Find the line containing "received, initiating graceful" in the material below; copy that line and all following lines exactly.

......

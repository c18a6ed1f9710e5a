// Signal handling module
//
// - SIGTERM: Graceful shutdown
// - SIGINT:  Graceful shutdown (Ctrl+C)

use std::sync::Arc;
use tokio::sync::Notify;

/// Spawn a task that notifies `shutdown` on SIGTERM or SIGINT (Unix only)
#[cfg(unix)]
pub fn start_signal_handler(shutdown: Arc<Notify>) -> std::io::Result<()> {
    use tokio::signal::unix::{signal, SignalKind};

    let mut sigterm = signal(SignalKind::terminate())?;
    let mut sigint = signal(SignalKind::interrupt())?;

    tokio::spawn(async move {
        let name = tokio::select! {
            _ = sigterm.recv() => "SIGTERM",
            _ = sigint.recv() => "SIGINT",
        };
        tracing::info!(signal = name, "initiating graceful shutdown");
        // notify_one stores a permit if the loop is not waiting yet
        shutdown.notify_one();
    });
    Ok(())
}

/// Windows fallback - only handles Ctrl+C
#[cfg(not(unix))]
pub fn start_signal_handler(shutdown: Arc<Notify>) -> std::io::Result<()> {
    tokio::spawn(async move {
        match tokio::signal::ctrl_c().await {
            Ok(()) => {
                tracing::info!("Ctrl+C received, initiating graceful shutdown");
                shutdown.notify_one();
            }
            Err(e) => tracing::error!(error = %e, "failed to listen for Ctrl+C"),
        }
    });
    Ok(())
}
// Application state module
// Holds the loaded configuration and the stores rooted at the data directory

use std::path::{Path, PathBuf};

use super::types::Config;
use crate::storage::{QuoteStore, SubmissionStore};

/// Shared, read-only application state
pub struct AppState {
    pub config: Config,
    pub data_root: PathBuf,
    /// `<data_root>/leads`: bookings (partitioned), leads (flat) and the lead log
    pub leads: SubmissionStore,
    /// `<data_root>/partners`: doctor partnership applications
    pub partners: SubmissionStore,
    /// `<data_root>/quotes`
    pub quotes: QuoteStore,
}

impl AppState {
    pub fn new(config: &Config) -> Self {
        let data_root = PathBuf::from(&config.storage.data_root);
        Self {
            config: config.clone(),
            leads: SubmissionStore::new(data_root.join("leads")),
            partners: SubmissionStore::new(data_root.join("partners")),
            quotes: QuoteStore::new(data_root.join("quotes")),
            data_root,
        }
    }

    /// Path reported back to clients, relative to the data root
    pub fn display_path(&self, path: &Path) -> String {
        SubmissionStore::relative_to(path, &self.data_root)
    }
}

......

SOLUTION TO THE PROBLEM >>
                tracing::info!("Ctrl+C received, initiating graceful shutdown");
                shutdown.notify_one();
            }
            Err(e) => tracing::error!(error = %e, "failed to listen for Ctrl+C"),
        }
    });
    Ok(())
}
// Application state module
// Holds the loaded configuration and the stores rooted at the data directory

use std::path::{Path, PathBuf};

use super::types::Config;
use crate::storage::{QuoteStore, SubmissionStore};

/// Shared, read-only application state
pub struct AppState {
    pub config: Config,
    pub data_root: PathBuf,
    /// `<data_root>/leads`: bookings (partitioned), leads (flat) and the lead log
    pub leads: SubmissionStore,
    /// `<data_root>/partners`: doctor partnership applications
    pub partners: SubmissionStore,
    /// `<data_root>/quotes`
    pub quotes: QuoteStore,
}

impl AppState {
    pub fn new(config: &Config) -> Self {
        let data_root = PathBuf::from(&config.storage.data_root);
        Self {
            config: config.clone(),
            leads: SubmissionStore::new(data_root.join("leads")),
            partners: SubmissionStore::new(data_root.join("partners")),
            quotes: QuoteStore::new(data_root.join("quotes")),
            data_root,
        }
    }

    /// Path reported back to clients, relative to the data root
    pub fn display_path(&self, path: &Path) -> String {
        SubmissionStore::relative_to(path, &self.data_root)
    }
}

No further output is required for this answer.